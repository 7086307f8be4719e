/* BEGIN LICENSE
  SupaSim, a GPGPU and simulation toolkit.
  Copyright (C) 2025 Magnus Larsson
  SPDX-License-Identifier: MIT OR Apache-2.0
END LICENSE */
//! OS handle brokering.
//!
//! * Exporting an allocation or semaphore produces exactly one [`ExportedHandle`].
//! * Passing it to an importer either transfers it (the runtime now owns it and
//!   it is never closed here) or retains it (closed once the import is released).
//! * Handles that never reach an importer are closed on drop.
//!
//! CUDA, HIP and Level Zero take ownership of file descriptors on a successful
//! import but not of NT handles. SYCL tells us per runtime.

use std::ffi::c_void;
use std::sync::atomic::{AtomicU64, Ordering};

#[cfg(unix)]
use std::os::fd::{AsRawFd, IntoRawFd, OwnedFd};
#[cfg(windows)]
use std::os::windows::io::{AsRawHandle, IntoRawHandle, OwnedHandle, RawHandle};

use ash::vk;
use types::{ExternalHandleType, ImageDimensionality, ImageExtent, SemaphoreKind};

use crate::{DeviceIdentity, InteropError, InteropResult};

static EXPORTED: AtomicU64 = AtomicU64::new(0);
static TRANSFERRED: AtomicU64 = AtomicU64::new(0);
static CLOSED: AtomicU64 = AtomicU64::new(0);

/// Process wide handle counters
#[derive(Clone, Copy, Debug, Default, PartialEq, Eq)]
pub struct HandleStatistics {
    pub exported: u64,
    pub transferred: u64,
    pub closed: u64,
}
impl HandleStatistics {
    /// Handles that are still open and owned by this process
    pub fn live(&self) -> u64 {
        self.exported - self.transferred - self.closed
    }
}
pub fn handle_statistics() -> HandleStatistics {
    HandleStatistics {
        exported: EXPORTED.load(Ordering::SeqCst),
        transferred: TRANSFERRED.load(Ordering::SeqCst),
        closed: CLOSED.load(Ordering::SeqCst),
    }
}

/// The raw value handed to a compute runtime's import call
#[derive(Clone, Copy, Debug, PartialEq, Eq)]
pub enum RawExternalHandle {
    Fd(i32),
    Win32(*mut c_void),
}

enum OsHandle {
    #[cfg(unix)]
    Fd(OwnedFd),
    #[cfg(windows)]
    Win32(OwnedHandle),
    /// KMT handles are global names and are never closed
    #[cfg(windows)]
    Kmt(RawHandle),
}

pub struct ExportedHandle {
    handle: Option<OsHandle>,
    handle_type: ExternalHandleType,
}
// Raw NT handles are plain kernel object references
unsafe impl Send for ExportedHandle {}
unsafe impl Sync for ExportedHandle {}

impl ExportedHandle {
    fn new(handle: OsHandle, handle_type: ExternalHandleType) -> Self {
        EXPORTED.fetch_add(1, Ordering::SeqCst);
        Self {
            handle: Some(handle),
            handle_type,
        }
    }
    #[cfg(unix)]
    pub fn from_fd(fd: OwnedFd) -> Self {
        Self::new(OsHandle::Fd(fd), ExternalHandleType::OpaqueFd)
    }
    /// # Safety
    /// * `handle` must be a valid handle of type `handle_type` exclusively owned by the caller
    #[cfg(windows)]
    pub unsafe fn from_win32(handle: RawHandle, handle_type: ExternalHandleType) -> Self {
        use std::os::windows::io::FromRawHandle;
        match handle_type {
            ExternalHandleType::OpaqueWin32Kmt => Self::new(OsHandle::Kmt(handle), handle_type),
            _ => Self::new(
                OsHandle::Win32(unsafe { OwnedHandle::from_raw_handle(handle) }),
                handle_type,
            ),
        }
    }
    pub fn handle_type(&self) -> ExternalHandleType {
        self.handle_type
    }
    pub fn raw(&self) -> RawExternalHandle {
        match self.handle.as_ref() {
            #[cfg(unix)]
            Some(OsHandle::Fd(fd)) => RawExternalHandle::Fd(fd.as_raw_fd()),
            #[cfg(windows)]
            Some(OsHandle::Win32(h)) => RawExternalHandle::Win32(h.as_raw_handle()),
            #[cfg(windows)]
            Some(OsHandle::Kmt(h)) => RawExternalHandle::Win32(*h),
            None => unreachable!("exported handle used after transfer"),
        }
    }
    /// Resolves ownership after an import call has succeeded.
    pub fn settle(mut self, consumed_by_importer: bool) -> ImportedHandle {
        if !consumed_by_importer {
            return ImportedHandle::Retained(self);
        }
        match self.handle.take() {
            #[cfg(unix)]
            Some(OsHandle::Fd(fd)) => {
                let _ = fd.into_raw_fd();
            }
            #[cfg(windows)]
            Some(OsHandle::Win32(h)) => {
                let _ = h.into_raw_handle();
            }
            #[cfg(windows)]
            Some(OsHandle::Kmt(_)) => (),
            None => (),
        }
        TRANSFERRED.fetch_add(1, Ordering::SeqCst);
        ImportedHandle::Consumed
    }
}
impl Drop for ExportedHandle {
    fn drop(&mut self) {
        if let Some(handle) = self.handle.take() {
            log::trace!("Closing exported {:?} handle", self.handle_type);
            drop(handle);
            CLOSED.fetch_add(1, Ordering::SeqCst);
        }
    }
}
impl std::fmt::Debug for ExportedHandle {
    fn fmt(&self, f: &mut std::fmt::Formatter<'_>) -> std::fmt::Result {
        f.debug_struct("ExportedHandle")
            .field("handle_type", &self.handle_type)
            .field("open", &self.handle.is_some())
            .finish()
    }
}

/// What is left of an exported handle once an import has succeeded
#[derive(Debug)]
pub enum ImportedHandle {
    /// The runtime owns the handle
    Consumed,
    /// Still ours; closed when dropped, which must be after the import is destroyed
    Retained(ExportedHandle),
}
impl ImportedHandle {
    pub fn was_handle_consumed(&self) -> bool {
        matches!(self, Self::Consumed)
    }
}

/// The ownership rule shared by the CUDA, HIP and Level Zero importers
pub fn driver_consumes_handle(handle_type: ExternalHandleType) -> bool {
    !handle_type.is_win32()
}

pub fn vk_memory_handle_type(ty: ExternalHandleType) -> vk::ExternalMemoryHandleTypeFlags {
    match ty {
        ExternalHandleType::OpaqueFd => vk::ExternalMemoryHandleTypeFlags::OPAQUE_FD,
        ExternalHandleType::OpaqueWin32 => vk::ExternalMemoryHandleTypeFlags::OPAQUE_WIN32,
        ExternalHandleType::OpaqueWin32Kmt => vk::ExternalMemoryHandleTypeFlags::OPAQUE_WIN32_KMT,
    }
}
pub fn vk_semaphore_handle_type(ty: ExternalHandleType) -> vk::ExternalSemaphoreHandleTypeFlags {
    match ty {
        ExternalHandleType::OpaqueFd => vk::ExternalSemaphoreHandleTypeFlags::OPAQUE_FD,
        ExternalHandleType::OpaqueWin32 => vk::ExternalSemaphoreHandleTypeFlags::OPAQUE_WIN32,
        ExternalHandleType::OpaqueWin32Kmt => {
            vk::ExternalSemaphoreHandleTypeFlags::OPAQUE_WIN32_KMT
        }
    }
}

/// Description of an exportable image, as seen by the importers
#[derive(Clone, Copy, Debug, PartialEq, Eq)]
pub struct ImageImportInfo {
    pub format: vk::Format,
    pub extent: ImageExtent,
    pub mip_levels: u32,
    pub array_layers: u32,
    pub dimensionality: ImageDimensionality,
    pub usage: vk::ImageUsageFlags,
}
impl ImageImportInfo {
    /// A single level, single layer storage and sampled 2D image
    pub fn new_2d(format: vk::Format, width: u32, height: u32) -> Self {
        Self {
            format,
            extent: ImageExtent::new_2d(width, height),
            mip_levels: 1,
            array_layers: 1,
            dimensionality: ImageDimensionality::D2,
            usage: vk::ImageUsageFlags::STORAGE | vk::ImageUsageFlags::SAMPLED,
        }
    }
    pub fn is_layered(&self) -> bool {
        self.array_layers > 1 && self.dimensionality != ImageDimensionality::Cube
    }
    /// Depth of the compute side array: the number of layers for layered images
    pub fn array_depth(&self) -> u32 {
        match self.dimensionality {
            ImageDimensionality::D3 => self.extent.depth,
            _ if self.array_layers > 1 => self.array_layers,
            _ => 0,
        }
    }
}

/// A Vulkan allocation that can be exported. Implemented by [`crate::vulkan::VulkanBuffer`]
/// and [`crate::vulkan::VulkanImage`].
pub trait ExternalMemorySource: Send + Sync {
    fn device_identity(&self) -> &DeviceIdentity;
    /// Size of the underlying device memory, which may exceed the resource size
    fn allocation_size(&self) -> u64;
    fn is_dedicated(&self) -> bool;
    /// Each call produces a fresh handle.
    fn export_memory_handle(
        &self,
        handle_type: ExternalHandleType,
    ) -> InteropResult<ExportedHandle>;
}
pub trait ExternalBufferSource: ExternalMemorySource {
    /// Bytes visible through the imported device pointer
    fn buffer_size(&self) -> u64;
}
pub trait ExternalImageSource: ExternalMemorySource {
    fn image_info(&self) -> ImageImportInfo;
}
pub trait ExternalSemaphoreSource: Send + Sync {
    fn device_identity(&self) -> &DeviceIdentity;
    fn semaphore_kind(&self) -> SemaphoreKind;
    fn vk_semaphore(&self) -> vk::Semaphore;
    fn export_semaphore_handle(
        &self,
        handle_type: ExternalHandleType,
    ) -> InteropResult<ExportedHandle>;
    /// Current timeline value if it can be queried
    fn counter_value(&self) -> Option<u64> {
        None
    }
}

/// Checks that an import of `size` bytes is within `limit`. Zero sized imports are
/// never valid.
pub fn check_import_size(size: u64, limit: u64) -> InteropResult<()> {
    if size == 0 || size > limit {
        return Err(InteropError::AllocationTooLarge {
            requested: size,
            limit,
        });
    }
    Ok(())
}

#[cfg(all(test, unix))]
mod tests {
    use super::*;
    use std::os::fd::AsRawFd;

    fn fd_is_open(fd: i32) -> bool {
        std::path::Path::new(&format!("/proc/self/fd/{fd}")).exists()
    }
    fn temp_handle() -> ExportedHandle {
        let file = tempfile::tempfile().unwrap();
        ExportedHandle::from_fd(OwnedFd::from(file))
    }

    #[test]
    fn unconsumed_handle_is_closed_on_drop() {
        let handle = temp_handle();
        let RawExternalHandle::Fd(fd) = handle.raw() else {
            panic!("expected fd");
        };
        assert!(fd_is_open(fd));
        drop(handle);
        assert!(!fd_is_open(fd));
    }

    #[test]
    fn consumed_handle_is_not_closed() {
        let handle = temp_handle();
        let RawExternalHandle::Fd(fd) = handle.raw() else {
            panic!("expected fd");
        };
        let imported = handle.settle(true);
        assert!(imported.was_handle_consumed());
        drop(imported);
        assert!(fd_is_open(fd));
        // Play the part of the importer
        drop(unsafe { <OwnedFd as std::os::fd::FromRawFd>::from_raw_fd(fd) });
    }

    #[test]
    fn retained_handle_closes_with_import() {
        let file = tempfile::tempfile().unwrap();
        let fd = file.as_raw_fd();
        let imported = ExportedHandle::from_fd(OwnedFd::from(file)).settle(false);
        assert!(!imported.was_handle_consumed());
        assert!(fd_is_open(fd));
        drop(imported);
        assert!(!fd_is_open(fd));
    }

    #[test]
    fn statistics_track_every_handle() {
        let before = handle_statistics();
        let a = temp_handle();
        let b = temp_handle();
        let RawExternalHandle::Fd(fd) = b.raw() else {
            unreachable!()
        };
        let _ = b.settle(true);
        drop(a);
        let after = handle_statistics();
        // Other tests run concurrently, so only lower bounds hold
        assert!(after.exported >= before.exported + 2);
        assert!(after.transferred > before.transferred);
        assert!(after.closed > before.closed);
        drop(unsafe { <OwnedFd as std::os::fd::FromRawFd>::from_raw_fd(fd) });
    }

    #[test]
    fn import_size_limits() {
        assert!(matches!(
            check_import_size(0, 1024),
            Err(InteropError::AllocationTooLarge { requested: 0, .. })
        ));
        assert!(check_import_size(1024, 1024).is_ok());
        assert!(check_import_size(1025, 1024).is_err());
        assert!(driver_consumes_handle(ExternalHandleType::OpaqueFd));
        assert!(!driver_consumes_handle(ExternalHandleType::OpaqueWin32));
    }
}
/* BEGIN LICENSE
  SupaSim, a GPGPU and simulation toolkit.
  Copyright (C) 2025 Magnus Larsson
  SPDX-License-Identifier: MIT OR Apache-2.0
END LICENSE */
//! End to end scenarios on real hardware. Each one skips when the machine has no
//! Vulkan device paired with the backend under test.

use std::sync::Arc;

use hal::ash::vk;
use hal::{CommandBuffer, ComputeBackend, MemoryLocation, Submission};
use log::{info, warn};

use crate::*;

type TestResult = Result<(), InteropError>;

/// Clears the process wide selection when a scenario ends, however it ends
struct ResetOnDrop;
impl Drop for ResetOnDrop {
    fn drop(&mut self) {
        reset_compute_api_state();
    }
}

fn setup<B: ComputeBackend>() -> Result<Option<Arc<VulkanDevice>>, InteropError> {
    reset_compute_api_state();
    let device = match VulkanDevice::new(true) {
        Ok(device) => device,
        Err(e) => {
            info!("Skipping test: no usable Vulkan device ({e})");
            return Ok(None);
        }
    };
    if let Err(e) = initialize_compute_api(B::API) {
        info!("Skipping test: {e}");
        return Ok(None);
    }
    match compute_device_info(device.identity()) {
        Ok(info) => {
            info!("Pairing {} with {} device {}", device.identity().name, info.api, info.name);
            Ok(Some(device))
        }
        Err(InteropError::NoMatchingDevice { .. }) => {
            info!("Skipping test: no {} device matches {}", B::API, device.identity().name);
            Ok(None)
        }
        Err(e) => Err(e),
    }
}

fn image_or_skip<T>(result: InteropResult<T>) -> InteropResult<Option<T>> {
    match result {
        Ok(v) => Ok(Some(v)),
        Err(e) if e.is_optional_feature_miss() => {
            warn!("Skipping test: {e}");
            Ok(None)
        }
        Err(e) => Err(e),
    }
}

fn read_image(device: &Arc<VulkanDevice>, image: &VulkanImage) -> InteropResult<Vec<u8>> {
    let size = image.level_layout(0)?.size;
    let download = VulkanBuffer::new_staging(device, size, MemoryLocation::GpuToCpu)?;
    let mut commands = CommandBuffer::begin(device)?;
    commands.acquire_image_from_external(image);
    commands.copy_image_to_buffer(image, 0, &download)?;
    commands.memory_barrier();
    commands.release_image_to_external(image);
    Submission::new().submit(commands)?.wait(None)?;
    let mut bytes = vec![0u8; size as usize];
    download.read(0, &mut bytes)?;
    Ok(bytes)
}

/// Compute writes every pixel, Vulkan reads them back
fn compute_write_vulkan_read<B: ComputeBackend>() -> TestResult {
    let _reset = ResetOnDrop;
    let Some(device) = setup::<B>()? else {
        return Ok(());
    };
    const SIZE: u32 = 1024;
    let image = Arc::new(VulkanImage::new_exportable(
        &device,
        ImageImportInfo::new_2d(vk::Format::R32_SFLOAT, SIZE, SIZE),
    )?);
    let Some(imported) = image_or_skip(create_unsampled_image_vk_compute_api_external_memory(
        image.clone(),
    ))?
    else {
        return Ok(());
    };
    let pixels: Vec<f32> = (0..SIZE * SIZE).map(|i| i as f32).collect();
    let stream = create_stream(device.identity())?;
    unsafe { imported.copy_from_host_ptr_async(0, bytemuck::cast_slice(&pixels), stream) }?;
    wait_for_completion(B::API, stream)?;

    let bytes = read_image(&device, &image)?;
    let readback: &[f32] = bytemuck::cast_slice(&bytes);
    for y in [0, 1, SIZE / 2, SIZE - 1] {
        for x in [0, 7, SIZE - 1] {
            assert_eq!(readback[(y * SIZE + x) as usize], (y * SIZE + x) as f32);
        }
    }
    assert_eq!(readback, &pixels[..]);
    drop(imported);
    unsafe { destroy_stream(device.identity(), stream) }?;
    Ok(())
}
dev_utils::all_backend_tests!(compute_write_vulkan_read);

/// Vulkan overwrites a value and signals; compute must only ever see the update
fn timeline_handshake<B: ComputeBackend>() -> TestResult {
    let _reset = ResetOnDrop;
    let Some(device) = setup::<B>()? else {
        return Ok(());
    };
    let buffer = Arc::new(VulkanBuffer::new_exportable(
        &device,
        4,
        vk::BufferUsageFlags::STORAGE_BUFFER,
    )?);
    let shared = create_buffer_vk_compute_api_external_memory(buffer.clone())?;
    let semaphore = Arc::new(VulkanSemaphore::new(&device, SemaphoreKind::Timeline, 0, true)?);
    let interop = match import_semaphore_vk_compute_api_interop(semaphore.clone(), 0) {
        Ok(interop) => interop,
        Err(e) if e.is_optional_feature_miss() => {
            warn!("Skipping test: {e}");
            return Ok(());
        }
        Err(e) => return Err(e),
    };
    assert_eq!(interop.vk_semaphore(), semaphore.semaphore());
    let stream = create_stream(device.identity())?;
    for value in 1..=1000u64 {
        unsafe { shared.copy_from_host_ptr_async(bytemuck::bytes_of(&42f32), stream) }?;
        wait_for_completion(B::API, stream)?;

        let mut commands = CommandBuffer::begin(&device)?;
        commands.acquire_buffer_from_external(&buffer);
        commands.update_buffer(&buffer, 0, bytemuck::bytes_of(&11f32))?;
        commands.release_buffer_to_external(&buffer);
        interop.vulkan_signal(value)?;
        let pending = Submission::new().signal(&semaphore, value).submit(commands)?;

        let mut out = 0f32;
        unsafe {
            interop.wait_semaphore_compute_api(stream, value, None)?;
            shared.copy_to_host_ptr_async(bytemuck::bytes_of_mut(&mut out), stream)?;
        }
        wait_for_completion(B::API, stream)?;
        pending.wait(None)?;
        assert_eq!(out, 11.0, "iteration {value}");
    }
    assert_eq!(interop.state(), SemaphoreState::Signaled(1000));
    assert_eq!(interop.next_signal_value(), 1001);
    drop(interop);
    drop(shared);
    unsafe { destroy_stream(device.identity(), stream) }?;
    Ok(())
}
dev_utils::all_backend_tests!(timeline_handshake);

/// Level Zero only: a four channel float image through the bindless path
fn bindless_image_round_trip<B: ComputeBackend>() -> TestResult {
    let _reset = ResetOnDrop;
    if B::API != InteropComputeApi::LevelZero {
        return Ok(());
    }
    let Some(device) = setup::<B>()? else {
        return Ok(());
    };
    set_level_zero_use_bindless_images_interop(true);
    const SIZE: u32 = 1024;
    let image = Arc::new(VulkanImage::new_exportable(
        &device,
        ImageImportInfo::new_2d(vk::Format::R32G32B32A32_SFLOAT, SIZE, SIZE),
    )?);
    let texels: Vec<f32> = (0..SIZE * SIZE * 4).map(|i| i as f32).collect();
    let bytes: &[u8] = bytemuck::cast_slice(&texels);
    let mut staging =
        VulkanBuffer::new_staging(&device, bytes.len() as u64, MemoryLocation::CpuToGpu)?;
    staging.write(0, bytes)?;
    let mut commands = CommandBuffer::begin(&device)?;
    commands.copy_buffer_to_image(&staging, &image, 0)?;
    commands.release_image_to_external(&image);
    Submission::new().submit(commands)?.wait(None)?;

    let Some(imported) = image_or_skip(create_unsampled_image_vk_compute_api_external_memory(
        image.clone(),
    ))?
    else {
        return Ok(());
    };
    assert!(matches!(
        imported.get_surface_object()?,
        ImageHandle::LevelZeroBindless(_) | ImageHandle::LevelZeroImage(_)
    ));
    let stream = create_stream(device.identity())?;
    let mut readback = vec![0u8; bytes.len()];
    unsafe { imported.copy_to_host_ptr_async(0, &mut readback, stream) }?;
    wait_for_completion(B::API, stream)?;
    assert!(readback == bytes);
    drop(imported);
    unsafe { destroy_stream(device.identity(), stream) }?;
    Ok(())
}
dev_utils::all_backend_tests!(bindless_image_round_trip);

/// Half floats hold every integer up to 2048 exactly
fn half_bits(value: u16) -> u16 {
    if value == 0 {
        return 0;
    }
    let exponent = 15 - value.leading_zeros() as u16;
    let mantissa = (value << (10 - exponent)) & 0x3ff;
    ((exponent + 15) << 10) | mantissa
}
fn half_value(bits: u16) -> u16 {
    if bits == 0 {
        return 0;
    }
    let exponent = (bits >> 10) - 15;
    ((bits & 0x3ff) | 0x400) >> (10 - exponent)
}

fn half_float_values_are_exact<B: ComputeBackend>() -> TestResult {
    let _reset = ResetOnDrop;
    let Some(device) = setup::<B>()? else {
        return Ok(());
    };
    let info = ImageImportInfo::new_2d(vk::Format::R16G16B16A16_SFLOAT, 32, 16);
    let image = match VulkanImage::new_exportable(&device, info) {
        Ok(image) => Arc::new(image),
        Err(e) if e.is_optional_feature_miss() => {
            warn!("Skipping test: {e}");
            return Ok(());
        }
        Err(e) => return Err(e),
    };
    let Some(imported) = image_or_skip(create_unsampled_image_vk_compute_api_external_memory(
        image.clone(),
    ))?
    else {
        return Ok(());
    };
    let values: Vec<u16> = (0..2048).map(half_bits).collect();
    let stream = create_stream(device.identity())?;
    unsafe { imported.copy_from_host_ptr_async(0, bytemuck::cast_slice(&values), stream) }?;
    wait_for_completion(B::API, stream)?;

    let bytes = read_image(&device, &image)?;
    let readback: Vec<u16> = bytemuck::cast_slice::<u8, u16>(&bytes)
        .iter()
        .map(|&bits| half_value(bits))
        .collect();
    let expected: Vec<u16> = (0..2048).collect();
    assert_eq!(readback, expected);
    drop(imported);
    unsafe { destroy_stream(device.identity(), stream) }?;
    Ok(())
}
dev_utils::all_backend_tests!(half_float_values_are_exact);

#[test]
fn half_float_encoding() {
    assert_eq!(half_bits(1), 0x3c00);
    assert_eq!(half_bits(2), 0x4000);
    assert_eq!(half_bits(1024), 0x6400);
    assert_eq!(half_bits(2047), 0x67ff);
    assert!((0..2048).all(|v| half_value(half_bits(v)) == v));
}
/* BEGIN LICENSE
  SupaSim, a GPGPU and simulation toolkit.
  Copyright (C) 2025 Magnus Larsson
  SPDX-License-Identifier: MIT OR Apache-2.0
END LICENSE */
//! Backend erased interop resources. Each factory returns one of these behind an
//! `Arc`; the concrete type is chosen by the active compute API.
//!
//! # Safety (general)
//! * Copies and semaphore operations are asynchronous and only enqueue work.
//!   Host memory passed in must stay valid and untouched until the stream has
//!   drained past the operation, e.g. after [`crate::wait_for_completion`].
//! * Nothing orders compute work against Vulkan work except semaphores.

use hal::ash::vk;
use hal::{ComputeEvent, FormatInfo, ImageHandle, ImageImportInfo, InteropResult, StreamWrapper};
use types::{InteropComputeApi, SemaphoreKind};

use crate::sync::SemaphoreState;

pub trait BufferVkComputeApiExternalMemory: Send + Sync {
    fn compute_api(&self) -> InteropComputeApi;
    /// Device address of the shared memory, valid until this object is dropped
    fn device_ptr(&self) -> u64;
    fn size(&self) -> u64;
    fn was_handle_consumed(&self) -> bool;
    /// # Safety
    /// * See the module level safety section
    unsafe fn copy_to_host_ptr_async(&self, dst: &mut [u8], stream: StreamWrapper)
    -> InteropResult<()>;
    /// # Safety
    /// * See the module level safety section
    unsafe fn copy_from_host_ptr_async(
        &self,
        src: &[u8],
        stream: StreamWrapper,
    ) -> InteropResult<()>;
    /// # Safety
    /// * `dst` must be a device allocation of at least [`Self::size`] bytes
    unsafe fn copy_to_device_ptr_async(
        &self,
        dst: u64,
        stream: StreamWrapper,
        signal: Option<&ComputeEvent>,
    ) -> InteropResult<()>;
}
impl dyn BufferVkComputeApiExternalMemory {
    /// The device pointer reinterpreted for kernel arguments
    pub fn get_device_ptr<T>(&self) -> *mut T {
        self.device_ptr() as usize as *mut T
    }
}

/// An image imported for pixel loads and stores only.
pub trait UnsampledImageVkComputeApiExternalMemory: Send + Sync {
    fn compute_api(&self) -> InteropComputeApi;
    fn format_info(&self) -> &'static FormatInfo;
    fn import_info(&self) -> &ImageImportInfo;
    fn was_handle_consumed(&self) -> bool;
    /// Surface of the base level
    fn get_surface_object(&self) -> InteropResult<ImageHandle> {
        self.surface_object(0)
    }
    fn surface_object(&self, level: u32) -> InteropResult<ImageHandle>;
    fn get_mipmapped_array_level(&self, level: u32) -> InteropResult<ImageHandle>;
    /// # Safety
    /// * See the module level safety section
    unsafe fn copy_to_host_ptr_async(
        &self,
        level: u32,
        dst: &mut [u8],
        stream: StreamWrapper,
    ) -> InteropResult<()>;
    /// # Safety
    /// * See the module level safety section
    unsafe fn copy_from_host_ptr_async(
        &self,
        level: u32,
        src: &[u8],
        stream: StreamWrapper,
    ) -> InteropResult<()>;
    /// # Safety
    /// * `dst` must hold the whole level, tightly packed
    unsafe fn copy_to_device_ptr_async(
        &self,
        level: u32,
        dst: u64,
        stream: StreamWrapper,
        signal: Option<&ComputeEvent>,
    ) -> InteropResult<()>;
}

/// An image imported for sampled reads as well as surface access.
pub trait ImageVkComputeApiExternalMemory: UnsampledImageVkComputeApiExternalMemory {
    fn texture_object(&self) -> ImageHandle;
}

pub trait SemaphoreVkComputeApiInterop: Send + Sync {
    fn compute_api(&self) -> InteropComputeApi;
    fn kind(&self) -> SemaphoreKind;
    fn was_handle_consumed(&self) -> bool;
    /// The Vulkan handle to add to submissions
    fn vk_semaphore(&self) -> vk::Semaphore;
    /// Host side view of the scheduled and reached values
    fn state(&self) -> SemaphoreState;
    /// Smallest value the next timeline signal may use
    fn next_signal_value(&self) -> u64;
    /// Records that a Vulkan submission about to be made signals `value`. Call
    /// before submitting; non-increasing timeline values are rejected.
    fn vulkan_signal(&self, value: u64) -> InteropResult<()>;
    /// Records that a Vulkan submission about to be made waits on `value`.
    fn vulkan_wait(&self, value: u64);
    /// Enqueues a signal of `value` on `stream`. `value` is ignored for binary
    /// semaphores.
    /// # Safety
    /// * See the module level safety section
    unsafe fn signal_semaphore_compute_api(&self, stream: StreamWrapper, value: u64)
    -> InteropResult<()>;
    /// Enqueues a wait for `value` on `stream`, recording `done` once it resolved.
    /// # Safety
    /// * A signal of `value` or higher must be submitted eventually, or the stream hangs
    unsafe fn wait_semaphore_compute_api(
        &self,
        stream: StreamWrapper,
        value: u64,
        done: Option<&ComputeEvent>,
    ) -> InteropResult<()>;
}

* WHAT TO WORK ON *
Only the lines from the beginning of the data above through the line containing "owns it and" should be repeated, exactly as they appear.

* TASK RESULT *
repository 7086307f8be4719e
/* BEGIN LICENSE
  SupaSim, a GPGPU and simulation toolkit.
  Copyright (C) 2025 Magnus Larsson
  SPDX-License-Identifier: MIT OR Apache-2.0
END LICENSE */
//! OS handle brokering.
//!
//! * Exporting an allocation or semaphore produces exactly one [`ExportedHandle`].
//! * Passing it to an importer either transfers it (the runtime now owns it and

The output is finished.